_Task_
The word to find is "chunk". Copy each line of the material that contains it.

_Information supplied_
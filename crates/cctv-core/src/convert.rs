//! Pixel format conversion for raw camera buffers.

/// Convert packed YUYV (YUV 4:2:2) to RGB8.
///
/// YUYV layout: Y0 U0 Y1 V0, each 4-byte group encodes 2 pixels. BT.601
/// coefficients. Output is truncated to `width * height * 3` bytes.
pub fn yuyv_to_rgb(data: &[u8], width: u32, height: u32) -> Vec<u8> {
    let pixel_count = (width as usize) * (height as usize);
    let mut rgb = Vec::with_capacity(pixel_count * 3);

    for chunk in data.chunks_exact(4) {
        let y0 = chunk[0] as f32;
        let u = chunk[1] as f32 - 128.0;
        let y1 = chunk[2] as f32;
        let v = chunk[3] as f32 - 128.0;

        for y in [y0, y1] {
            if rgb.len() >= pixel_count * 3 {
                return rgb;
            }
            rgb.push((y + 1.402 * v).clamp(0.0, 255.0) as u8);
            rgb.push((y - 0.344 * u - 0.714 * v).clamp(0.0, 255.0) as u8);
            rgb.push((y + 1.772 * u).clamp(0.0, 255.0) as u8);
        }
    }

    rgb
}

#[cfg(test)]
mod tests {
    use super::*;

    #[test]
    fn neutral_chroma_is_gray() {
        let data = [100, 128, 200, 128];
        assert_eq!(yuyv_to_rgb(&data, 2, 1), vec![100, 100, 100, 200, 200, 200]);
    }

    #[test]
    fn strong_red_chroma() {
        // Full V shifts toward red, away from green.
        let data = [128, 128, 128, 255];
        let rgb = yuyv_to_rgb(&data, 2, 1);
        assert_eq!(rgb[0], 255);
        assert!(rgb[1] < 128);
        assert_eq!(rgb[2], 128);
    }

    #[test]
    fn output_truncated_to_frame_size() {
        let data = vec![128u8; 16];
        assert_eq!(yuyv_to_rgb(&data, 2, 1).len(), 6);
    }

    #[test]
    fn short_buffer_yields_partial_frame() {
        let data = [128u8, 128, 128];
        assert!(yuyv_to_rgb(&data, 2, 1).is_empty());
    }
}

_Task solution_
    for chunk in data.chunks_exact(4) {
        let y0 = chunk[0] as f32;
        let u = chunk[1] as f32 - 128.0;
        let y1 = chunk[2] as f32;
        let v = chunk[3] as f32 - 128.0;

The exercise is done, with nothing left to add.